Another interesting result is related to the regression analyses. Using the measure developed in this study as the sole predictor, it can predict TP and CWBs. Although the variance explained by this model is small, it indicates that this solution is appropriate for screening the associations between dark personality and these criterion variables. However, when the remaining personality variables measured in VASSIP are included, the effect of the dark personality measure becomes negligible. There are two complementary explanations for this result: (1) the predictive power of the Big Five for performance is greater than that of dark personality; thus, when using a brief measure of the latter construct, its effect diminishes; (2) Ramos-Villagrasa et al. (2022) suggest that GRAs with measures that are more like conventional tests (such as the Big Five measure in this study) perform better than those that are more “game-like” (such as the dark personality measure).
The observed validity coefficients of the VASSIP gamified assessment are comparable to those typically reported for traditional dark personality measures. Specifically, the correlations with CWBs and TP (ρ = −0.15) fall within the range found in meta-analyses of self-reported dark traits (O’Boyle et al., 2012) and in previous primary studies (Fernández-del-Río et al., 2020). These results suggest that, despite its brief and interactive format, the gamified SJT captures the core variance of the dark personality with a similar predictive strength to traditional self-report scales. However, hierarchical regression analyses indicated modest practical predictive value: the gamified measure explained a small proportion of variance in job performance and CWBs (ΔR2 = 0.01–0.03), and its contribution diminished when the Big Five traits were included.
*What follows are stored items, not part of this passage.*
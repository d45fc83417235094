// SPDX-License-Identifier: PMPL-1.0-or-later
// Copyright (c) 2026 Jonathan D.A. Jewell (hyperpolymath) <jonathan.jewell@open.ac.uk>
//
// Local directory walking shared by the folder and all-files populators.
//
// Walks never follow symbolic links, including a linked root, so link cycles
// cannot trap a recursive run. Within each directory files come before
// subdirectories, which lets callers treat the run of files preceding the
// first directory entry as that directory's complete file list.

use std::cmp::Ordering;
use std::fs;
use std::io;
use std::path::Path;

use folio_core::error::FolioError;
use folio_core::sort::cmp_ignore_case;
use folio_core::types::FileNode;
use walkdir::{DirEntry, WalkDir};

use crate::filter::FileFilter;
use crate::options::PopulateOptions;

/// Accepted entries of one directory, split by kind.
#[derive(Debug, Default)]
pub(crate) struct Level {
    pub files: Vec<FileNode>,
    pub folders: Vec<FileNode>,
}

/// Walker over everything below `root`, files of a directory before its
/// subdirectories, names compared case-insensitively.
pub(crate) fn walker(root: &Path) -> WalkDir {
    WalkDir::new(root)
        .min_depth(1)
        .follow_links(false)
        .follow_root_links(false)
        .sort_by(files_first)
}

fn files_first(a: &DirEntry, b: &DirEntry) -> Ordering {
    a.file_type()
        .is_dir()
        .cmp(&b.file_type().is_dir())
        .then_with(|| {
            cmp_ignore_case(
                &a.file_name().to_string_lossy(),
                &b.file_name().to_string_lossy(),
            )
        })
}

/// The node for a walked entry, or `None` when the filter rejects it.
///
/// Metadata follows links, so a link to a directory becomes a folder row even
/// though the walk does not descend into it. Entries whose metadata cannot be
/// read are reported.
pub(crate) fn accept_entry(
    entry: &DirEntry,
    filter: &FileFilter,
    options: &PopulateOptions,
    context: &str,
) -> Option<FileNode> {
    let path = entry.path();
    match fs::metadata(path) {
        Ok(metadata) if filter.accept_local(path, &metadata) => {
            Some(FileNode::from_metadata(path.to_path_buf(), &metadata))
        }
        Ok(_) => None,
        Err(e) => {
            options.report(context, &FolioError::entry_access(path, e));
            None
        }
    }
}

/// Convert a walk failure below `root` into an entry access error.
pub(crate) fn walk_error(err: walkdir::Error, root: &Path) -> FolioError {
    let path = err.path().unwrap_or(root).to_path_buf();
    let message = err.to_string();
    let source = err
        .into_io_error()
        .unwrap_or_else(|| io::Error::other(message));
    FolioError::entry_access(path, source)
}

/// List `dir`, keeping entries `filter` accepts.
///
/// Unreadable directories and entries are reported and skipped. Returns
/// `None` once the run is cancelled.
pub(crate) fn read_level(
    dir: &Path,
    filter: &FileFilter,
    options: &PopulateOptions,
    context: &str,
) -> Option<Level> {
    let mut level = Level::default();
    let entries = walker(dir)
        .max_depth(1)
        .follow_root_links(true)
        .into_iter()
        .filter_entry(|e| filter.accept_path(e.path()));
    for item in entries {
        if options.is_cancelled() {
            return None;
        }
        let entry = match item {
            Ok(entry) => entry,
            Err(err) => {
                options.report(context, &walk_error(err, dir));
                continue;
            }
        };
        let Some(node) = accept_entry(&entry, filter, options, context) else {
            continue;
        };
        if node.is_directory() {
            level.folders.push(node);
        } else {
            level.files.push(node);
        }
    }
    if options.is_cancelled() {
        return None;
    }
    Some(level)
}
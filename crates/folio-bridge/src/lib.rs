// SPDX-License-Identifier: PMPL-1.0-or-later
// Copyright (c) 2026 Jonathan D.A. Jewell (hyperpolymath) <jonathan.jewell@open.ac.uk>
//
// folio-bridge: Platform storage abstractions for the document browser.
//
// The browser never talks to the operating system about storage volumes or
// permission grants directly. It asks a `PlatformBridge` for the storage
// layout (primary storage, removable volumes) and for the document trees the
// user granted access to. Mobile platforms back this with their content
// providers; desktop builds map grants onto plain directories.

pub mod traits;

#[cfg(not(any(target_os = "ios", target_os = "android")))]
pub mod desktop;

use std::path::Path;
use std::sync::Arc;

use folio_core::error::Result;

pub use traits::{DocumentTreeProvider, PlatformBridge, StorageBridge, StorageLayout, TreeEntry};

/// Open the bridge implementation for the target operating system.
///
/// `grants_path` is where granted document trees are persisted on platforms
/// that do not persist them themselves.
pub fn platform_bridge(grants_path: &Path) -> Result<Arc<dyn PlatformBridge>> {
    #[cfg(not(any(target_os = "ios", target_os = "android")))]
    {
        let bridge = desktop::DesktopBridge::open(grants_path, StorageLayout::detect())?;
        Ok(Arc::new(bridge))
    }
    #[cfg(any(target_os = "ios", target_os = "android"))]
    {
        let _ = grants_path;
        tracing::warn!("no native storage bridge for this target");
        Err(folio_core::FolioError::PlatformUnavailable)
    }
}
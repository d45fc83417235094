// SPDX-License-Identifier: PMPL-1.0-or-later
// Copyright (c) 2026 Jonathan D.A. Jewell (hyperpolymath) <jonathan.jewell@open.ac.uk>
//
// Background execution of populator runs.
//
// Directory walking is blocking I/O, so runs go to tokio's blocking pool. The
// handle carries the run's cancel token; the populator itself is handed back
// on completion so its state (current folder, loaded roots) can seed the next
// run.

use std::panic;

use tokio::task::JoinHandle;
use tracing::{Instrument, debug, info_span, warn};
use uuid::Uuid;

use crate::cancel::CancelToken;
use crate::event::{PopulateEvent, PopulateOutcome};
use crate::options::{PopulateOptions, Populator};

pub struct PopulateTask;

impl PopulateTask {
    /// Start `populator` on the blocking pool. Must be called from within a
    /// tokio runtime.
    pub fn spawn<P>(mut populator: P, options: PopulateOptions) -> TaskHandle<P>
    where
        P: Populator + 'static,
    {
        let run_id = Uuid::new_v4();
        let cancel = options.cancel.clone();
        let span = info_span!("populate", %run_id, populator = populator.name());

        let join = tokio::task::spawn_blocking(move || {
            let _entered = span.enter();
            options.emit(PopulateEvent::Started { run_id });
            let outcome = populator.populate(&options);
            debug!(?outcome, "run finished");
            // Sent directly: `emit` is muted once the run is cancelled.
            if let Some(events) = &options.events {
                let _ = events.send(PopulateEvent::Finished { run_id, outcome });
            }
            (populator, outcome)
        });

        TaskHandle {
            run_id,
            cancel,
            join,
        }
    }
}

/// Handle to a running populator.
pub struct TaskHandle<P> {
    run_id: Uuid,
    cancel: CancelToken,
    join: JoinHandle<(P, PopulateOutcome)>,
}

impl<P> TaskHandle<P> {
    pub fn run_id(&self) -> Uuid {
        self.run_id
    }

    /// Ask the run to stop. It finishes at its next cancellation check.
    pub fn cancel(&self) {
        self.cancel.cancel();
    }

    pub fn is_cancelled(&self) -> bool {
        self.cancel.is_cancelled()
    }

    pub fn is_finished(&self) -> bool {
        self.join.is_finished()
    }

    /// Wait for the run and return its outcome.
    pub async fn join(self) -> PopulateOutcome {
        match self.finish().await {
            Some((_, outcome)) => outcome,
            None => PopulateOutcome::Cancelled,
        }
    }

    /// Wait for the run and take back the populator with its outcome. `None`
    /// when the runtime dropped the run before it finished. A panic inside
    /// the populator is resumed on the caller.
    pub async fn finish(self) -> Option<(P, PopulateOutcome)> {
        let run_id = self.run_id;
        match self.join.instrument(info_span!("join", %run_id)).await {
            Ok(done) => Some(done),
            Err(e) if e.is_panic() => panic::resume_unwind(e.into_panic()),
            Err(e) => {
                warn!(%run_id, error = %e, "populate task did not finish");
                None
            }
        }
    }
}

#[cfg(test)]
mod tests {
    use std::fs;
    use std::sync::Arc;

    use folio_core::config::SortOrder;
    use tempfile::TempDir;

    use super::*;
    use crate::event;
    use crate::filter::FileFilter;
    use crate::folder::FolderPopulator;
    use crate::sink::SnapshotChannel;

    struct Blocking {
        cancel: CancelToken,
    }

    impl Populator for Blocking {
        fn name(&self) -> &'static str {
            "blocking"
        }

        fn populate(&mut self, options: &PopulateOptions) -> PopulateOutcome {
            while !options.is_cancelled() {
                std::thread::sleep(std::time::Duration::from_millis(1));
            }
            assert!(self.cancel.is_cancelled());
            PopulateOutcome::Cancelled
        }
    }

    #[tokio::test]
    async fn runs_folder_populator_in_background() {
        let dir = TempDir::new().unwrap();
        fs::write(dir.path().join("a.pdf"), b"%PDF").unwrap();
        fs::write(dir.path().join("b.pdf"), b"%PDF").unwrap();

        let (channel, snapshots) = SnapshotChannel::new();
        let (tx, mut rx) = event::channel();
        let options = PopulateOptions::new(Arc::new(channel))
            .with_filter(FileFilter::new(["pdf"]))
            .with_comparator(Arc::new(SortOrder::FileName))
            .with_events(tx);

        let handle = PopulateTask::spawn(
            FolderPopulator::new(Some(dir.path().to_path_buf())),
            options,
        );
        let run_id = handle.run_id();
        let (populator, outcome) = handle.finish().await.unwrap();

        assert_eq!(outcome, PopulateOutcome::Completed { entries: 2 });
        assert_eq!(populator.current_folder(), Some(dir.path()));
        let names: Vec<_> = snapshots.borrow().iter().map(|n| n.name.clone()).collect();
        assert_eq!(names, ["a.pdf", "b.pdf"]);

        assert_eq!(rx.recv().await, Some(PopulateEvent::Started { run_id }));
        let mut last = None;
        while let Some(event) = rx.recv().await {
            last = Some(event);
        }
        assert_eq!(
            last,
            Some(PopulateEvent::Finished {
                run_id,
                outcome: PopulateOutcome::Completed { entries: 2 },
            })
        );
    }

    #[tokio::test]
    async fn cancel_stops_the_run_and_still_reports_finished() {
        let (channel, _snapshots) = SnapshotChannel::new();
        let (tx, mut rx) = event::channel();
        let cancel = CancelToken::new();
        let options = PopulateOptions::new(Arc::new(channel))
            .with_cancel(cancel.clone())
            .with_events(tx);

        let handle = PopulateTask::spawn(Blocking { cancel }, options);
        let run_id = handle.run_id();
        handle.cancel();
        assert!(handle.is_cancelled());

        assert_eq!(handle.join().await, PopulateOutcome::Cancelled);
        let mut events = Vec::new();
        while let Some(event) = rx.recv().await {
            events.push(event);
        }
        assert_eq!(
            events.last(),
            Some(&PopulateEvent::Finished {
                run_id,
                outcome: PopulateOutcome::Cancelled,
            })
        );
    }
}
This pattern aligns with prior evidence that the predictive power of dark traits is often limited after controlling for broader personality factors (Moscoso and Salgado, 2004). Nevertheless, the practical advantage of the VASSIP extension lies in its reduced susceptibility to faking and its capacity to elicit authentic behavioral responses within work-relevant contexts (Landers and Collmus, 2022; Melchers and Basch, 2022). Hence, while the predictive magnitude is modest, the measure offers an ecologically valid and ethically sound alternative to traditional questionnaires for assessing dark personality in organizational settings.
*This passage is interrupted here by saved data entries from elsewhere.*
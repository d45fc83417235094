// SPDX-License-Identifier: PMPL-1.0-or-later
// Copyright (c) 2026 Jonathan D.A. Jewell (hyperpolymath) <jonathan.jewell@open.ac.uk>
//
// Signature appearance builder: form XObjects for signature widgets using
// `lopdf`.
//
// Two appearance flavours exist: a raster signature image fitted into the
// widget (see `fit.rs`), and hand-drawn ink strokes. Both produce an inner
// form holding the drawing and an outer form that places it; the outer form
// becomes the widget's normal appearance (`/AP << /N ... >>`).

use std::io::Cursor;

use folio_core::error::{FolioError, Result};
use lopdf::content::{Content, Operation};
use lopdf::{Dictionary, Document, Object, ObjectId, Stream, dictionary};
use tracing::{debug, info, instrument, warn};

use super::fit::{AffineFit, Rect, compute_fit};

/// Resource name of the signature image inside the inner form.
const IMAGE_RESOURCE: &str = "Im0";
/// Resource name of the inner form inside the outer form.
const FORM_RESOURCE: &str = "Fm0";
/// How far up the `/Parent` chain a field type is searched for.
const MAX_FIELD_DEPTH: usize = 16;

/// A signature widget annotation found in a document.
#[derive(Debug, Clone, PartialEq)]
pub struct SignatureWidget {
    pub id: ObjectId,
    pub rect: Rect,
    /// Fully qualified field name, if the field has one.
    pub field_name: Option<String>,
}

/// The form XObjects making up one signature appearance.
#[derive(Debug, Clone, Copy, PartialEq)]
pub struct SignatureAppearance {
    /// Outer form; this is what the widget's `/AP /N` points to.
    pub form: ObjectId,
    /// Inner form holding the actual drawing.
    pub content_form: ObjectId,
    /// BBox shared by both forms.
    pub bbox: Rect,
    /// Fit used for image appearances.
    pub fit: Option<AffineFit>,
}

impl SignatureAppearance {
    // -- Image appearance -----------------------------------------------------

    /// Build an appearance that draws `image_bytes` centred in `widget_rect`
    /// with its aspect ratio preserved.
    #[instrument(skip(doc, image_bytes), fields(bytes_len = image_bytes.len()))]
    pub fn from_image(doc: &mut Document, widget_rect: Rect, image_bytes: &[u8]) -> Result<Self> {
        let decoded = ::image::load_from_memory(image_bytes).map_err(|err| {
            FolioError::ImageError(format!("failed to decode signature image: {err}"))
        })?;
        let (width, height) = (decoded.width(), decoded.height());

        let fit = compute_fit(
            widget_rect.width(),
            widget_rect.height(),
            f64::from(width),
            f64::from(height),
        )?;

        let image_id = add_image_xobject(doc, &decoded)?;

        let bbox = Rect::from_corners(0.0, 0.0, f64::from(width), f64::from(height));
        let m = fit.matrix();
        let operations = vec![
            Operation::new("q", vec![]),
            Operation::new("cm", m.to_array().iter().map(|v| real(*v)).collect()),
            Operation::new("Do", vec![Object::Name(IMAGE_RESOURCE.as_bytes().to_vec())]),
            Operation::new("Q", vec![]),
        ];
        let resources = dictionary! {
            "XObject" => dictionary! { IMAGE_RESOURCE => Object::Reference(image_id) },
        };
        let content_form = add_form(doc, bbox, resources, operations)?;
        let form = add_placing_form(doc, bbox, content_form)?;

        info!(
            width,
            height,
            width_adjust = fit.width_adjust,
            height_adjust = fit.height_adjust,
            "Signature image appearance built"
        );

        Ok(Self {
            form,
            content_form,
            bbox,
            fit: Some(fit),
        })
    }

    // -- Ink appearance -------------------------------------------------------

    /// Build an appearance from hand-drawn strokes given in widget space
    /// (origin at the widget's lower-left corner).
    ///
    /// Strokes are drawn red, one unit wide, with round caps and joins.
    #[instrument(skip(doc, strokes), fields(strokes = strokes.len()))]
    pub fn from_ink(doc: &mut Document, widget_rect: Rect, strokes: &[Vec<(f64, f64)>]) -> Result<Self> {
        let (width, height) = (widget_rect.width(), widget_rect.height());
        if width <= 0.0 || height <= 0.0 {
            return Err(FolioError::DegenerateInput(format!(
                "widget rectangle is {width}x{height}"
            )));
        }
        if strokes.iter().all(|s| s.is_empty()) {
            return Err(FolioError::EmptyInk);
        }

        let mut operations = vec![
            Operation::new("q", vec![]),
            Operation::new("RG", vec![real(1.0), real(0.0), real(0.0)]),
            Operation::new("w", vec![real(1.0)]),
            Operation::new("J", vec![Object::Integer(1)]),
            Operation::new("j", vec![Object::Integer(1)]),
        ];
        for stroke in strokes {
            let mut points = stroke.iter();
            let Some(&(x, y)) = points.next() else {
                continue;
            };
            operations.push(Operation::new("m", vec![real(x), real(y)]));
            for &(x, y) in points {
                operations.push(Operation::new("l", vec![real(x), real(y)]));
            }
        }
        operations.push(Operation::new("S", vec![]));
        operations.push(Operation::new("Q", vec![]));

        let bbox = Rect::from_corners(0.0, 0.0, width, height);
        let content_form = add_form(doc, bbox, Dictionary::new(), operations)?;
        let form = add_placing_form(doc, bbox, content_form)?;

        debug!(form = ?form, "Ink appearance built");

        Ok(Self {
            form,
            content_form,
            bbox,
            fit: None,
        })
    }

    // -- Widget binding -------------------------------------------------------

    /// Make this appearance the normal appearance of `widget_id`.
    pub fn apply_to_widget(&self, doc: &mut Document, widget_id: ObjectId) -> Result<()> {
        let widget = doc
            .get_object_mut(widget_id)
            .and_then(Object::as_dict_mut)
            .map_err(|err| pdf_err(format!("widget {widget_id:?}: {err}")))?;
        widget.set("AP", dictionary! { "N" => Object::Reference(self.form) });
        info!(widget = ?widget_id, form = ?self.form, "Appearance applied to widget");
        Ok(())
    }
}

/// Fit `image_bytes` into the widget and install it as the widget appearance.
pub fn apply_image_signature(
    doc: &mut Document,
    widget_id: ObjectId,
    image_bytes: &[u8],
) -> Result<SignatureAppearance> {
    let rect = widget_rect(doc, widget_id)?;
    let appearance = SignatureAppearance::from_image(doc, rect, image_bytes)?;
    appearance.apply_to_widget(doc, widget_id)?;
    Ok(appearance)
}

/// Install hand-drawn strokes as the widget appearance.
pub fn apply_ink_signature(
    doc: &mut Document,
    widget_id: ObjectId,
    strokes: &[Vec<(f64, f64)>],
) -> Result<SignatureAppearance> {
    let rect = widget_rect(doc, widget_id)?;
    let appearance = SignatureAppearance::from_ink(doc, rect, strokes)?;
    appearance.apply_to_widget(doc, widget_id)?;
    Ok(appearance)
}

// -- Widget lookup ------------------------------------------------------------

/// Read and normalise the `/Rect` of an annotation.
pub fn widget_rect(doc: &Document, widget_id: ObjectId) -> Result<Rect> {
    let dict = doc
        .get_object(widget_id)
        .and_then(Object::as_dict)
        .map_err(|err| pdf_err(format!("widget {widget_id:?}: {err}")))?;
    rect_of(doc, dict).ok_or_else(|| pdf_err(format!("widget {widget_id:?} has no usable /Rect")))
}

/// All widget annotations belonging to signature (`/FT /Sig`) fields.
#[instrument(skip(doc))]
pub fn find_signature_widgets(doc: &Document) -> Vec<SignatureWidget> {
    let mut widgets = Vec::new();
    for (&id, object) in &doc.objects {
        let Ok(dict) = object.as_dict() else {
            continue;
        };
        if name_of(dict, b"Subtype") != Some(b"Widget".as_slice()) {
            continue;
        }
        if inherited_field_type(doc, dict).as_deref() != Some(b"Sig".as_slice()) {
            continue;
        }
        match rect_of(doc, dict) {
            Some(rect) => widgets.push(SignatureWidget {
                id,
                rect,
                field_name: field_name(doc, dict),
            }),
            None => warn!(widget = ?id, "signature widget without /Rect skipped"),
        }
    }
    debug!(count = widgets.len(), "Signature widgets found");
    widgets
}

// -- Object helpers -----------------------------------------------------------

fn pdf_err(msg: String) -> FolioError {
    FolioError::PdfError(msg)
}

fn real(value: f64) -> Object {
    Object::Real(value as f32)
}

fn number(object: &Object) -> Option<f64> {
    match object {
        Object::Integer(i) => Some(*i as f64),
        Object::Real(r) => Some(f64::from(*r)),
        _ => None,
    }
}

fn resolve<'a>(doc: &'a Document, object: &'a Object) -> Option<&'a Object> {
    match object {
        Object::Reference(id) => doc.get_object(*id).ok(),
        other => Some(other),
    }
}

fn name_of<'a>(dict: &'a Dictionary, key: &[u8]) -> Option<&'a [u8]> {
    dict.get(key).ok().and_then(|o| o.as_name().ok())
}

fn rect_of(doc: &Document, dict: &Dictionary) -> Option<Rect> {
    let array = resolve(doc, dict.get(b"Rect").ok()?)?.as_array().ok()?;
    let coords: Vec<f64> = array
        .iter()
        .filter_map(|o| resolve(doc, o).and_then(number))
        .collect();
    match coords.as_slice() {
        [x1, y1, x2, y2] => Some(Rect::from_corners(*x1, *y1, *x2, *y2)),
        _ => None,
    }
}

fn parent_of<'a>(doc: &'a Document, dict: &Dictionary) -> Option<&'a Dictionary> {
    match dict.get(b"Parent").ok()? {
        Object::Reference(id) => doc.get_object(*id).ok()?.as_dict().ok(),
        _ => None,
    }
}

fn inherited_field_type(doc: &Document, dict: &Dictionary) -> Option<Vec<u8>> {
    let mut current = dict;
    for _ in 0..MAX_FIELD_DEPTH {
        if let Some(ft) = name_of(current, b"FT") {
            return Some(ft.to_vec());
        }
        current = parent_of(doc, current)?;
    }
    None
}

fn field_name(doc: &Document, dict: &Dictionary) -> Option<String> {
    let mut parts = Vec::new();
    let mut current = Some(dict);
    let mut depth = 0;
    while let Some(d) = current {
        if depth == MAX_FIELD_DEPTH {
            break;
        }
        if let Ok(Object::String(bytes, _)) = d.get(b"T") {
            parts.push(String::from_utf8_lossy(bytes).into_owned());
        }
        current = parent_of(doc, d);
        depth += 1;
    }
    if parts.is_empty() {
        return None;
    }
    parts.reverse();
    Some(parts.join("."))
}

fn bbox_array(bbox: Rect) -> Object {
    Object::Array(vec![
        real(bbox.llx),
        real(bbox.lly),
        real(bbox.urx),
        real(bbox.ury),
    ])
}

fn add_form(
    doc: &mut Document,
    bbox: Rect,
    resources: Dictionary,
    operations: Vec<Operation>,
) -> Result<ObjectId> {
    let content = Content { operations }
        .encode()
        .map_err(|err| pdf_err(format!("failed to encode appearance content: {err}")))?;
    let dict = dictionary! {
        "Type" => "XObject",
        "Subtype" => "Form",
        "BBox" => bbox_array(bbox),
        "Resources" => resources,
    };
    Ok(doc.add_object(Stream::new(dict, content)))
}

fn add_placing_form(doc: &mut Document, bbox: Rect, inner: ObjectId) -> Result<ObjectId> {
    let operations = vec![
        Operation::new("q", vec![]),
        Operation::new("Do", vec![Object::Name(FORM_RESOURCE.as_bytes().to_vec())]),
        Operation::new("Q", vec![]),
    ];
    let resources = dictionary! {
        "XObject" => dictionary! { FORM_RESOURCE => Object::Reference(inner) },
    };
    add_form(doc, bbox, resources, operations)
}

/// Add the decoded image as a Flate-compressed DeviceRGB image XObject, with
/// a soft mask when the image carries alpha.
fn add_image_xobject(doc: &mut Document, image: &::image::DynamicImage) -> Result<ObjectId> {
    let (width, height) = (i64::from(image.width()), i64::from(image.height()));

    let mut dict = dictionary! {
        "Type" => "XObject",
        "Subtype" => "Image",
        "Width" => width,
        "Height" => height,
        "ColorSpace" => "DeviceRGB",
        "BitsPerComponent" => 8,
    };

    if image.color().has_alpha() {
        let alpha: Vec<u8> = image.to_rgba8().pixels().map(|p| p.0[3]).collect();
        let mask_dict = dictionary! {
            "Type" => "XObject",
            "Subtype" => "Image",
            "Width" => width,
            "Height" => height,
            "ColorSpace" => "DeviceGray",
            "BitsPerComponent" => 8,
        };
        let mask_id = add_compressed(doc, mask_dict, alpha)?;
        dict.set("SMask", Object::Reference(mask_id));
    }

    add_compressed(doc, dict, image.to_rgb8().into_raw())
}

fn add_compressed(doc: &mut Document, dict: Dictionary, data: Vec<u8>) -> Result<ObjectId> {
    let mut stream = Stream::new(dict, data);
    stream
        .compress()
        .map_err(|err| pdf_err(format!("failed to compress image data: {err}")))?;
    Ok(doc.add_object(stream))
}

/// Encode an image as PNG bytes.
pub fn encode_png(image: &::image::DynamicImage) -> Result<Vec<u8>> {
    let mut buffer = Vec::new();
    image
        .write_to(&mut Cursor::new(&mut buffer), ::image::ImageFormat::Png)
        .map_err(|err| FolioError::ImageError(format!("PNG encoding failed: {err}")))?;
    Ok(buffer)
}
Additionally, hierarchical regression analyses have shown that the gamified version of dark personality is a positive predictor of CP when considering the VASSIP measure of bright personality. From our point of view, this result could be due to a statistical artifact, as multicollinearity seems the most plausible explanation, given that these variables are related to personality (Daoud, 2017; Shrestha, 2020). This is further supported by the fact that when dark personality is analyzed in isolation, the same prediction did not occur. Nevertheless, this finding could also align with recent research suggesting that certain dark personality profiles may promote behaviors beneficial to the organization, if they result in personal gain (Kızıloğlu et al., 2021).
Finally, it is worth noting that the assessment of dark personality through the serious game VASSIP revealed significant differences according to the application condition, where applying the GRA first resulted in higher scores on the dark personality assessed through it. This result suggests, like prior literature, that gamified tests may be more resistant to faking. However, this requires further support from research.
Taking into account all the aforementioned, we can conclude that the new version of VASSIP has as main advantages: (1) the integration in the same GRA of the assessment of bright personality traits through the Big Five with a measure of dark personality; (2) their brief nature in terms of content (6 items to measure each of the Big Five traits and 5 items to measure dark personality), and application time (around 15 min); and, (3) according to the results of its previous version (Ramos-Villagrasa et al., 2024), the GRA is rated favorably by the people evaluated. All this leads us to conclude that VASSIP can be a useful instrument in contexts in which dark personality assessment is desired but is not considered necessary, or there is insufficient time to carry out in-depth evaluations. However, a more exhaustive analysis of the different existing dark profiles would require the use of more detailed and comprehensive scales.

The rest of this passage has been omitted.